A funding boost of more than £78 million will help UCL scientists working to develop a potential treatment for motor neurone disease, for which there is currently no cure and which affects 5,000 people each year in the UK. Trace Neuroscience, a UCL spinout biopharmaceutical company, is working on developing a way to restore the production of a protein that is essential for communication in the brain and spinal cord. Amyotrophic lateral sclerosis (also known as ALS) is the most common motor neuron disease; it affects the brain and spinal cord by attacking the neurons and nerves which control movement, causing them to die.
Trace Neuroscience was founded on the simultaneous "breakthrough discovery" at UCL and Stanford University that the loss of a protein called UNC13A is a driver of disease progression in nearly all people with motor neurone disease, leading to wasting, paralysis and eventual death from respiratory failure within three to five years.
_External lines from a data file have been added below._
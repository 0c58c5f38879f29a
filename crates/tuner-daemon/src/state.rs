use std::sync::Arc;

use tokio::sync::RwLock;
use tuner_proto::protocol::{ChannelRecord, PlayerSnapshot};

/// What control clients can read without going through the core loop.
#[derive(Debug, Clone, Default)]
pub struct DaemonView {
    pub snapshot: PlayerSnapshot,
    pub channels: Arc<Vec<ChannelRecord>>,
}

/// Shared, read-mostly copy of the player state.  Only the core writes.
pub struct StateManager {
    view: Arc<RwLock<DaemonView>>,
}

impl StateManager {
    pub fn new(channels: Vec<ChannelRecord>) -> Self {
        Self {
            view: Arc::new(RwLock::new(DaemonView {
                snapshot: PlayerSnapshot::default(),
                channels: Arc::new(channels),
            })),
        }
    }

    pub async fn get_state(&self) -> PlayerSnapshot {
        self.view.read().await.snapshot.clone()
    }

    pub async fn get_channels(&self) -> Arc<Vec<ChannelRecord>> {
        Arc::clone(&self.view.read().await.channels)
    }

    /// Store `snapshot` unless it is older than what is held.
    pub async fn publish(&self, snapshot: PlayerSnapshot) -> bool {
        let mut view = self.view.write().await;
        if snapshot.rev < view.snapshot.rev || snapshot == view.snapshot {
            return false;
        }
        view.snapshot = snapshot;
        true
    }
}
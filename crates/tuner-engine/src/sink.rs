use crate::error::{PlayError, SinkError};
use crate::event::Generation;

/// What a sink can do on its own.
#[derive(Debug, Clone, Copy, Default, PartialEq, Eq)]
pub struct SinkCapabilities {
    /// Plays `.m3u8` manifests handed to `set_source` without an engine.
    pub native_adaptive: bool,
    /// Renders video.
    pub visual_surface: bool,
}

/// The audio/video output the player writes to and listens on.
///
/// Commands are fire-and-forget; results arrive later as
/// [`SinkEvent`](crate::event::SinkEvent)s tagged with the generation passed
/// to the most recent [`listen`](Sink::listen).  After
/// [`unlisten`](Sink::unlisten) a sink must emit nothing.
pub trait Sink: Send {
    fn capabilities(&self) -> SinkCapabilities;

    /// Route all further notifications under `generation`.
    fn listen(&mut self, generation: Generation);

    fn unlisten(&mut self);

    /// Load `url`, paused.  Play-out starts with [`play`](Sink::play).
    fn set_source(&mut self, url: &str) -> Result<(), SinkError>;

    /// Hand the rendition chosen by an adaptive engine to the sink.
    fn attach_rendition(&mut self, media_url: &str) -> Result<(), SinkError> {
        self.set_source(media_url)
    }

    /// Unload whatever is playing.
    fn clear_source(&mut self);

    fn play(&mut self) -> Result<(), PlayError>;

    fn pause(&mut self);

    fn is_paused(&self) -> bool;

    /// Linear volume in [0, 1].
    fn volume(&self) -> f32;

    fn set_volume(&mut self, level: f32);

    fn muted(&self) -> bool;

    fn set_muted(&mut self, muted: bool);
}

/// Platform fullscreen for the player's container.  State changes come back
/// as [`PlayerEvent::FullscreenChanged`](crate::event::PlayerEvent).
pub trait FullscreenPlatform: Send {
    fn request_fullscreen(&mut self) -> Result<(), SinkError>;

    fn exit_fullscreen(&mut self) -> Result<(), SinkError>;
}
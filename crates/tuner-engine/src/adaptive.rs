use std::fmt;

use crate::event::{EventSender, Generation};

/// An adaptive-stream decoding engine: turns a manifest URL into something a
/// sink can play, reporting back through
/// [`PlayerEvent::Engine`](crate::event::PlayerEvent).
pub trait AdaptiveEngine: Send {
    fn name(&self) -> &str;

    /// Start loading `manifest_url`.  Every signal must carry `generation`.
    /// Work stops when the returned handle is dropped.
    fn load(&self, manifest_url: &str, generation: Generation, events: EventSender) -> EngineHandle;
}

/// Exclusive ownership of one engine instance.  Dropping it releases the
/// instance; there is no other way to release it.
pub struct EngineHandle {
    label: String,
    release: Option<Box<dyn FnOnce() + Send>>,
}

impl EngineHandle {
    pub fn new(label: impl Into<String>, release: impl FnOnce() + Send + 'static) -> Self {
        Self {
            label: label.into(),
            release: Some(Box::new(release)),
        }
    }

    /// Handle whose release aborts a spawned task.
    pub fn from_task(label: impl Into<String>, task: tokio::task::JoinHandle<()>) -> Self {
        let abort = task.abort_handle();
        Self::new(label, move || abort.abort())
    }

    pub fn label(&self) -> &str {
        &self.label
    }
}

impl Drop for EngineHandle {
    fn drop(&mut self) {
        if let Some(release) = self.release.take() {
            tracing::debug!("engine: releasing {}", self.label);
            release();
        }
    }
}

impl fmt::Debug for EngineHandle {
    fn fmt(&self, f: &mut fmt::Formatter<'_>) -> fmt::Result {
        f.debug_struct("EngineHandle")
            .field("label", &self.label)
            .finish_non_exhaustive()
    }
}
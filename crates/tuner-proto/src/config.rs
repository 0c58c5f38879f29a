use serde::{Deserialize, Serialize};
use std::path::PathBuf;

use super::platform;

#[derive(Debug, Clone, Serialize, Deserialize, Default)]
pub struct Config {
    #[serde(default)]
    pub daemon: DaemonConfig,
    #[serde(default)]
    pub player: PlayerConfig,
    #[serde(default)]
    pub engine: EngineConfig,
    #[serde(default)]
    pub channels: ChannelsConfig,
}

#[derive(Debug, Clone, Serialize, Deserialize)]
pub struct DaemonConfig {
    #[serde(default = "default_bind_address")]
    pub bind_address: String,
    #[serde(default = "default_port")]
    pub port: u16,
}

/// Which kind of player the daemon runs.
#[derive(Debug, Clone, Copy, Serialize, Deserialize, PartialEq, Eq, Default)]
#[serde(rename_all = "lowercase")]
pub enum PlayerKind {
    /// Audio only, continuously tuned.
    #[default]
    Radio,
    /// Audio + video with a fullscreen-capable window.
    Tv,
}

impl PlayerKind {
    pub fn has_visual_surface(self) -> bool {
        matches!(self, PlayerKind::Tv)
    }

    pub fn default_loop_progressive(self) -> bool {
        matches!(self, PlayerKind::Tv)
    }
}

#[derive(Debug, Clone, Serialize, Deserialize)]
pub struct PlayerConfig {
    #[serde(default)]
    pub kind: PlayerKind,
    /// Seconds a source may stay in Loading before it is marked as an error.
    #[serde(default = "default_watchdog_secs")]
    pub watchdog_secs: u64,
    /// Initial volume, 0.0–1.0.
    #[serde(default = "default_volume")]
    pub default_volume: f32,
    /// Override of the per-kind power-off policy.
    #[serde(default)]
    pub retains_session_on_power_off: Option<bool>,
    /// Override of the per-kind progressive looping.
    #[serde(default)]
    pub loop_progressive: Option<bool>,
}

#[derive(Debug, Clone, Serialize, Deserialize)]
pub struct EngineConfig {
    /// Use the built-in manifest engine for `.m3u8` sources.  When off, the
    /// sink's own adaptive support is used if it has one.
    #[serde(default = "default_true")]
    pub adaptive_engine: bool,
    #[serde(default = "default_manifest_timeout_secs")]
    pub manifest_timeout_secs: u64,
    /// Highest variant bandwidth (bits/s) the engine picks from a master
    /// playlist.
    #[serde(default)]
    pub max_bandwidth: Option<u64>,
}

/// Channel list source and the filters applied after loading it.
#[derive(Debug, Clone, Serialize, Deserialize)]
pub struct ChannelsConfig {
    /// URL or file path of an extended m3u list.
    #[serde(default = "default_playlist")]
    pub playlist: String,
    #[serde(default = "default_exclude_categories")]
    pub exclude_categories: Vec<String>,
    #[serde(default)]
    pub require_artwork: bool,
    #[serde(default = "default_playable_extensions")]
    pub playable_extensions: Vec<String>,
    #[serde(default = "default_true")]
    pub dedupe: bool,
}

impl Default for DaemonConfig {
    fn default() -> Self {
        Self {
            bind_address: default_bind_address(),
            port: default_port(),
        }
    }
}

impl Default for PlayerConfig {
    fn default() -> Self {
        Self {
            kind: PlayerKind::default(),
            watchdog_secs: default_watchdog_secs(),
            default_volume: default_volume(),
            retains_session_on_power_off: None,
            loop_progressive: None,
        }
    }
}

impl Default for EngineConfig {
    fn default() -> Self {
        Self {
            adaptive_engine: true,
            manifest_timeout_secs: default_manifest_timeout_secs(),
            max_bandwidth: None,
        }
    }
}

impl Default for ChannelsConfig {
    fn default() -> Self {
        Self {
            playlist: default_playlist(),
            exclude_categories: default_exclude_categories(),
            require_artwork: false,
            playable_extensions: default_playable_extensions(),
            dedupe: true,
        }
    }
}

fn default_bind_address() -> String {
    "127.0.0.1".to_string()
}

fn default_port() -> u16 {
    platform::DAEMON_TCP_PORT
}

fn default_true() -> bool {
    true
}

fn default_watchdog_secs() -> u64 {
    10
}

fn default_volume() -> f32 {
    0.7
}

fn default_manifest_timeout_secs() -> u64 {
    8
}

fn default_playlist() -> String {
    platform::config_dir()
        .join("channels.m3u")
        .display()
        .to_string()
}

fn default_exclude_categories() -> Vec<String> {
    vec!["xxx".to_string()]
}

fn default_playable_extensions() -> Vec<String> {
    vec![".m3u8".to_string(), ".mp4".to_string()]
}

impl Config {
    pub fn load() -> anyhow::Result<Self> {
        let config_path = Self::config_path();

        if !config_path.exists() {
            let config = Self::default();
            config.save()?;
            return Ok(config);
        }

        let content = std::fs::read_to_string(&config_path)?;
        let config: Self = toml::from_str(&content)?;
        Ok(config)
    }

    pub fn save(&self) -> anyhow::Result<()> {
        let config_path = Self::config_path();
        if let Some(parent) = config_path.parent() {
            std::fs::create_dir_all(parent)?;
        }
        let content = toml::to_string_pretty(self)?;
        std::fs::write(&config_path, content)?;
        Ok(())
    }

    pub fn config_path() -> PathBuf {
        platform::config_dir().join("config.toml")
    }
}
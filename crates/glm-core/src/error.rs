//! Error types for the GLM launcher.

use thiserror::Error;

/// Result type alias for launcher operations.
pub type LauncherResult<T> = Result<T, LauncherError>;

/// Errors surfaced by the registry, cache, config loader, and cluster generator.
#[derive(Debug, Error)]
pub enum LauncherError {
    #[error("unknown model: {0}")]
    UnknownModel(String),

    #[error("configuration error: {0}")]
    Configuration(String),

    #[error("artifact fetch failed: {0}")]
    Fetch(String),

    #[error("config parse error: {0}")]
    ConfigParse(#[from] toml::de::Error),

    #[error("serialization error: {0}")]
    Json(#[from] serde_json::Error),

    #[error("io error: {0}")]
    Io(#[from] std::io::Error),
}
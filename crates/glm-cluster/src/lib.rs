//! glm-cluster: bootstrap files for distributed inference.
//!
//! Produces a shared [`ClusterDescriptor`] and a [`NodeStartupScript`] per
//! node. Copying scripts to the nodes and running them is left to the
//! operator.

pub mod bootstrap;

pub use bootstrap::{
    ClusterDescriptor, ClusterLayout, DESCRIPTOR_FILE_NAME, NodeStartupScript, bootstrap,
};
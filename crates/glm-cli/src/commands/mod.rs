pub mod cluster;
pub mod list;
pub mod run;

use glm_core::{LauncherConfig, ModelRegistry};

/// State shared by every subcommand.
pub struct Context {
    pub config: LauncherConfig,
    pub registry: ModelRegistry,
    /// Print engine commands instead of fetching and running.
    pub dry_run: bool,
}

impl Context {
    pub fn new(config: LauncherConfig, dry_run: bool) -> Self {
        let registry = config.registry();
        Self {
            config,
            registry,
            dry_run,
        }
    }
}
//! Model registry: the fixed table of launchable models.
//!
//! Built once at startup and passed by reference to whatever needs a
//! descriptor. There is no global instance.

use std::collections::BTreeMap;

use crate::error::{LauncherError, LauncherResult};
use crate::types::{Architecture, ModelDescriptor, MoeSpec};

#[derive(Debug, Clone)]
pub struct ModelRegistry {
    models: BTreeMap<String, ModelDescriptor>,
}

impl ModelRegistry {
    /// Registry containing the models shipped with the launcher.
    pub fn builtin() -> Self {
        Self::from_models(builtin_models())
    }

    pub fn from_models(models: impl IntoIterator<Item = ModelDescriptor>) -> Self {
        let models = models
            .into_iter()
            .map(|m| (m.name.clone(), m))
            .collect();
        Self { models }
    }

    /// Return a registry with `extra` added on top. An entry whose name is
    /// already present replaces the existing one.
    pub fn with_models(mut self, extra: impl IntoIterator<Item = ModelDescriptor>) -> Self {
        for model in extra {
            self.models.insert(model.name.clone(), model);
        }
        self
    }

    pub fn lookup(&self, name: &str) -> LauncherResult<&ModelDescriptor> {
        self.models
            .get(name)
            .ok_or_else(|| LauncherError::UnknownModel(name.to_string()))
    }

    /// All entries, ordered by name.
    pub fn iter(&self) -> impl Iterator<Item = &ModelDescriptor> {
        self.models.values()
    }

    pub fn len(&self) -> usize {
        self.models.len()
    }

    pub fn is_empty(&self) -> bool {
        self.models.is_empty()
    }
}

fn builtin_models() -> Vec<ModelDescriptor> {
    vec![
        ModelDescriptor {
            name: "glm_4_9b_instruct_q40".to_string(),
            size: "9B".to_string(),
            required_memory_gb: 7,
            quantization: "q40".to_string(),
            architecture: Architecture::Glm4,
            moe: None,
            source_url: "https://huggingface.co/THUDM/glm-4-9b-chat/resolve/main/glm-4-9b-chat-q4_0.gguf"
                .to_string(),
        },
        ModelDescriptor {
            name: "glm_4_4b_instruct_q40".to_string(),
            size: "4B".to_string(),
            required_memory_gb: 3,
            quantization: "q40".to_string(),
            architecture: Architecture::Glm4,
            moe: None,
            source_url: "https://huggingface.co/THUDM/glm-4-4b/resolve/main/glm-4-4b-q4_0.gguf"
                .to_string(),
        },
        // 13GB assumes aggressive quantization of the 106B weights.
        ModelDescriptor {
            name: "intellect3_106b_moe_q40".to_string(),
            size: "106B".to_string(),
            required_memory_gb: 13,
            quantization: "q40".to_string(),
            architecture: Architecture::Intellect3,
            moe: Some(MoeSpec {
                expert_count: 16,
                active_expert_count: 2,
            }),
            source_url: "https://huggingface.co/intellect-ai/intellect-3-106b/resolve/main/intellect3-106b-moeq40.gguf"
                .to_string(),
        },
    ]
}
//! glm.toml launcher configuration.

use std::path::{Path, PathBuf};

use serde::{Deserialize, Serialize};
use tracing::debug;

use crate::error::LauncherResult;
use crate::registry::ModelRegistry;
use crate::types::ModelDescriptor;

/// File name looked up inside `models_dir` when no explicit config is given.
pub const CONFIG_FILE_NAME: &str = "glm.toml";

const CACHE_DIR_NAME: &str = ".cache/glm-distributed";

#[derive(Debug, Clone, PartialEq, Serialize, Deserialize)]
#[serde(default)]
pub struct LauncherConfig {
    /// Where model artifacts and cluster files live.
    pub models_dir: PathBuf,
    /// Inference engine executable.
    pub engine: String,
    /// Tool invoked as `<downloader> -O <path> <url>` to fetch artifacts.
    pub downloader: String,
    /// Command written into node startup scripts to start a worker.
    pub worker_entry: String,
    /// Extra registry entries layered over the built-in models.
    pub models: Vec<ModelDescriptor>,
}

impl Default for LauncherConfig {
    fn default() -> Self {
        Self {
            models_dir: default_models_dir(),
            engine: "./dllama".to_string(),
            downloader: "wget".to_string(),
            worker_entry: "glm".to_string(),
            models: Vec::new(),
        }
    }
}

impl LauncherConfig {
    pub fn from_file(path: &Path) -> LauncherResult<Self> {
        let content = std::fs::read_to_string(path)?;
        Ok(toml::from_str(&content)?)
    }

    /// Load `explicit` if given, else `<default models_dir>/glm.toml` when it
    /// exists, else defaults.
    pub fn load(explicit: Option<&Path>) -> LauncherResult<Self> {
        if let Some(path) = explicit {
            debug!("loading config from {}", path.display());
            return Self::from_file(path);
        }

        let implicit = default_models_dir().join(CONFIG_FILE_NAME);
        if implicit.is_file() {
            debug!("loading config from {}", implicit.display());
            return Self::from_file(&implicit);
        }

        Ok(Self::default())
    }

    /// Built-in registry extended with the configured models.
    pub fn registry(&self) -> ModelRegistry {
        ModelRegistry::builtin().with_models(self.models.iter().cloned())
    }
}

/// `$HOME/.cache/glm-distributed`, or relative to the working directory when
/// no home directory can be determined.
pub fn default_models_dir() -> PathBuf {
    dirs::home_dir()
        .unwrap_or_else(|| PathBuf::from("."))
        .join(CACHE_DIR_NAME)
}
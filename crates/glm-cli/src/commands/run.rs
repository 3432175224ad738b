//! `glm inference|chat|worker|benchmark`: probe, plan, and launch the engine.

use anyhow::{Result, bail};
use glm_core::{HardwareProbe, ModelCache};
use tracing::{info, warn};

use super::Context;
use crate::launch::{self, Mode};

pub fn run(ctx: &Context, probe: &dyn HardwareProbe, model_name: &str, mode: Mode) -> Result<()> {
    let argv = prepare(ctx, probe, model_name, &mode)?;

    if ctx.dry_run {
        println!("{}", argv.join(" "));
        return Ok(());
    }

    info!("running: {}", argv.join(" "));
    launch::execute(&argv)
}

/// Resolve the model, plan flags for the probed hardware, and assemble the
/// engine argv. Fetches the artifact unless this is a dry run.
fn prepare(
    ctx: &Context,
    probe: &dyn HardwareProbe,
    model_name: &str,
    mode: &Mode,
) -> Result<Vec<String>> {
    if let Mode::Worker { nodes, node_id } = mode {
        if *nodes == 0 || node_id >= nodes {
            bail!("invalid worker position: node id {node_id} of {nodes} nodes");
        }
    }

    let model = ctx.registry.lookup(model_name)?;
    let hardware = probe.probe();

    if matches!(mode, Mode::Benchmark) {
        info!("benchmarking {}", model.name);
        info!("hardware detected: {}", serde_json::to_string_pretty(&hardware)?);
    }

    if glm_planner::under_memory_pressure(model, &hardware) {
        warn!(
            "model requires {}GB, but GPU has {}GB; enabling quantization and CPU offloading",
            model.required_memory_gb, hardware.gpu_memory_gb
        );
    }

    let flags = glm_planner::plan(model, &hardware);
    if matches!(mode, Mode::Benchmark) {
        info!("planned flags: {}", serde_json::to_string(&flags)?);
    }

    let cache = ModelCache::new(&ctx.config.models_dir, &ctx.config.downloader);
    let model_path = if ctx.dry_run {
        cache.path_for(&model.name)
    } else {
        cache.ensure(model)?
    };

    Ok(launch::build_command(
        &ctx.config.engine,
        mode,
        &model_path,
        model,
        &flags,
    ))
}
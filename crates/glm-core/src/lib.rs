//! glm-core: shared types and collaborators for the GLM launcher.
//!
//! - **`types`**: model descriptors and hardware snapshots
//! - **`registry`**: immutable model lookup table
//! - **`hardware`**: best-effort hardware probe
//! - **`config`**: `glm.toml` launcher configuration
//! - **`cache`**: local model artifact cache

pub mod cache;
pub mod config;
pub mod error;
pub mod hardware;
pub mod registry;
pub mod types;

pub use cache::ModelCache;
pub use config::LauncherConfig;
pub use error::{LauncherError, LauncherResult};
pub use hardware::{HardwareProbe, StaticProbe, SystemProbe};
pub use registry::ModelRegistry;
pub use types::*;
//! Engine command assembly and execution.

use std::path::Path;
use std::process::{Command, Stdio};

use anyhow::{Context, Result, bail};
use glm_core::ModelDescriptor;
use glm_planner::FlagSet;

/// Prompts run by `benchmark`.
const BENCHMARK_TEST_PROMPTS: u32 = 10;

/// What the engine is asked to do.
#[derive(Debug, Clone, PartialEq)]
pub enum Mode {
    Inference {
        prompt: Option<String>,
        max_tokens: u32,
        temperature: f32,
    },
    Chat {
        temperature: f32,
    },
    Worker {
        nodes: u32,
        node_id: u32,
    },
    Benchmark,
}

impl Mode {
    pub fn subcommand(&self) -> &'static str {
        match self {
            Mode::Inference { .. } => "inference",
            Mode::Chat { .. } => "chat",
            Mode::Worker { .. } => "worker",
            Mode::Benchmark => "benchmark",
        }
    }
}

/// Build the full engine argv.
///
/// Always `<engine> <mode> --model <path> --architecture <arch>`, followed by
/// the mode's own flags and the planner output. Worker and benchmark flags
/// precede the planner output; inference and chat options follow it.
pub fn build_command(
    engine: &str,
    mode: &Mode,
    model_path: &Path,
    model: &ModelDescriptor,
    flags: &FlagSet,
) -> Vec<String> {
    let mut argv = vec![
        engine.to_string(),
        mode.subcommand().to_string(),
        "--model".to_string(),
        model_path.display().to_string(),
        "--architecture".to_string(),
        model.architecture.to_string(),
    ];

    match mode {
        Mode::Inference {
            prompt,
            max_tokens,
            temperature,
        } => {
            argv.extend(flags.to_args());
            if let Some(prompt) = prompt {
                argv.push("--prompt".to_string());
                argv.push(prompt.clone());
            }
            // Zero means "engine default" and is not forwarded.
            if *max_tokens != 0 {
                argv.push("--max-tokens".to_string());
                argv.push(max_tokens.to_string());
            }
            push_temperature(&mut argv, *temperature);
        }
        Mode::Chat { temperature } => {
            argv.extend(flags.to_args());
            push_temperature(&mut argv, *temperature);
        }
        Mode::Worker { nodes, node_id } => {
            if *nodes > 1 {
                argv.push("--distributed".to_string());
                argv.push("--nodes".to_string());
                argv.push(nodes.to_string());
                argv.push("--node-id".to_string());
                argv.push(node_id.to_string());
            }
            argv.extend(flags.to_args());
        }
        Mode::Benchmark => {
            argv.push("--test-prompts".to_string());
            argv.push(BENCHMARK_TEST_PROMPTS.to_string());
            argv.extend(flags.to_args());
        }
    }

    argv
}

fn push_temperature(argv: &mut Vec<String>, temperature: f32) {
    if temperature != 0.0 {
        argv.push("--temperature".to_string());
        argv.push(temperature.to_string());
    }
}

/// Run `argv` with inherited stdio and fail on a non-zero exit.
pub fn execute(argv: &[String]) -> Result<()> {
    let Some((program, args)) = argv.split_first() else {
        bail!("empty engine command");
    };

    let status = Command::new(program)
        .args(args)
        .stdin(Stdio::inherit())
        .stdout(Stdio::inherit())
        .stderr(Stdio::inherit())
        .status()
        .with_context(|| format!("Failed to execute '{program}'. Is the inference engine installed?"))?;

    if !status.success() {
        let code = status.code().unwrap_or(-1);
        bail!("{program} exited with code {code}");
    }

    Ok(())
}
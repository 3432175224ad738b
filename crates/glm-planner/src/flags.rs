//! Ordered runtime flags handed to the inference engine.

use serde::Serialize;

/// A single engine flag: a switch, or a name with one value.
#[derive(Debug, Clone, PartialEq, Eq, Serialize)]
pub struct Flag {
    pub name: String,
    pub value: Option<String>,
}

/// Flags in the order they will appear on the command line.
///
/// Duplicates are kept; [`FlagSet::get`] resolves them last-wins, matching
/// how the engine's parser treats repeated options. Serializes as the bare
/// list of flags.
#[derive(Debug, Clone, Default, PartialEq, Eq, Serialize)]
#[serde(transparent)]
pub struct FlagSet {
    flags: Vec<Flag>,
}

impl FlagSet {
    pub fn new() -> Self {
        Self::default()
    }

    /// Append a bare switch.
    pub fn switch(&mut self, name: &str) -> &mut Self {
        self.flags.push(Flag {
            name: name.to_string(),
            value: None,
        });
        self
    }

    /// Append a flag with a value.
    pub fn set(&mut self, name: &str, value: impl ToString) -> &mut Self {
        self.flags.push(Flag {
            name: name.to_string(),
            value: Some(value.to_string()),
        });
        self
    }

    pub fn contains(&self, name: &str) -> bool {
        self.flags.iter().any(|f| f.name == name)
    }

    /// Value of the last occurrence of `name`.
    pub fn get(&self, name: &str) -> Option<&str> {
        self.flags
            .iter()
            .rev()
            .find(|f| f.name == name)
            .and_then(|f| f.value.as_deref())
    }

    /// Index of the first occurrence of `name`.
    pub fn position(&self, name: &str) -> Option<usize> {
        self.flags.iter().position(|f| f.name == name)
    }

    pub fn iter(&self) -> impl Iterator<Item = &Flag> {
        self.flags.iter()
    }

    pub fn len(&self) -> usize {
        self.flags.len()
    }

    pub fn is_empty(&self) -> bool {
        self.flags.is_empty()
    }

    /// Flatten into command-line tokens.
    pub fn to_args(&self) -> Vec<String> {
        let mut args = Vec::with_capacity(self.flags.len() * 2);
        for flag in &self.flags {
            args.push(flag.name.clone());
            if let Some(value) = &flag.value {
                args.push(value.clone());
            }
        }
        args
    }
}
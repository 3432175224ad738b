//! Local cache of model artifacts.

use std::path::{Path, PathBuf};
use std::process::Command;

use tracing::info;

use crate::error::{LauncherError, LauncherResult};
use crate::types::ModelDescriptor;

#[derive(Debug, Clone)]
pub struct ModelCache {
    dir: PathBuf,
    downloader: String,
}

impl ModelCache {
    pub fn new(dir: impl Into<PathBuf>, downloader: impl Into<String>) -> Self {
        Self {
            dir: dir.into(),
            downloader: downloader.into(),
        }
    }

    pub fn dir(&self) -> &Path {
        &self.dir
    }

    pub fn path_for(&self, model_name: &str) -> PathBuf {
        self.dir.join(format!("{model_name}.gguf"))
    }

    /// Return the local artifact path, fetching it first if it is missing.
    ///
    /// The fetch runs once; any failure is returned as-is.
    pub fn ensure(&self, model: &ModelDescriptor) -> LauncherResult<PathBuf> {
        std::fs::create_dir_all(&self.dir)?;

        let path = self.path_for(&model.name);
        if path.is_file() {
            return Ok(path);
        }

        info!("model {} not found locally, downloading from {}", model.name, model.source_url);

        let status = Command::new(&self.downloader)
            .arg("-O")
            .arg(&path)
            .arg(&model.source_url)
            .status()
            .map_err(|e| LauncherError::Fetch(format!("cannot run '{}': {e}", self.downloader)))?;

        if !status.success() {
            return Err(LauncherError::Fetch(format!(
                "'{}' exited with {status} while fetching {}",
                self.downloader, model.source_url
            )));
        }

        info!("model downloaded to {}", path.display());
        Ok(path)
    }
}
Trace Neuroscience co-founder Professor Pietro Fratta (UCL Queen Square Motor Neuron Disease Centre, UCL Queen Square Institute of Neurology) found that by restoring UNC13A protein levels, healthy communication between nerves cells impacted by neurodegenerative disease could be re-established, thereby potentially slowing the progression of the disease. Professor Fratta said: "UNC13A is critical for neurons to communicate amongst each other and with muscles and is lost in nearly all ALS cases.
Being able to re-establish this is gro.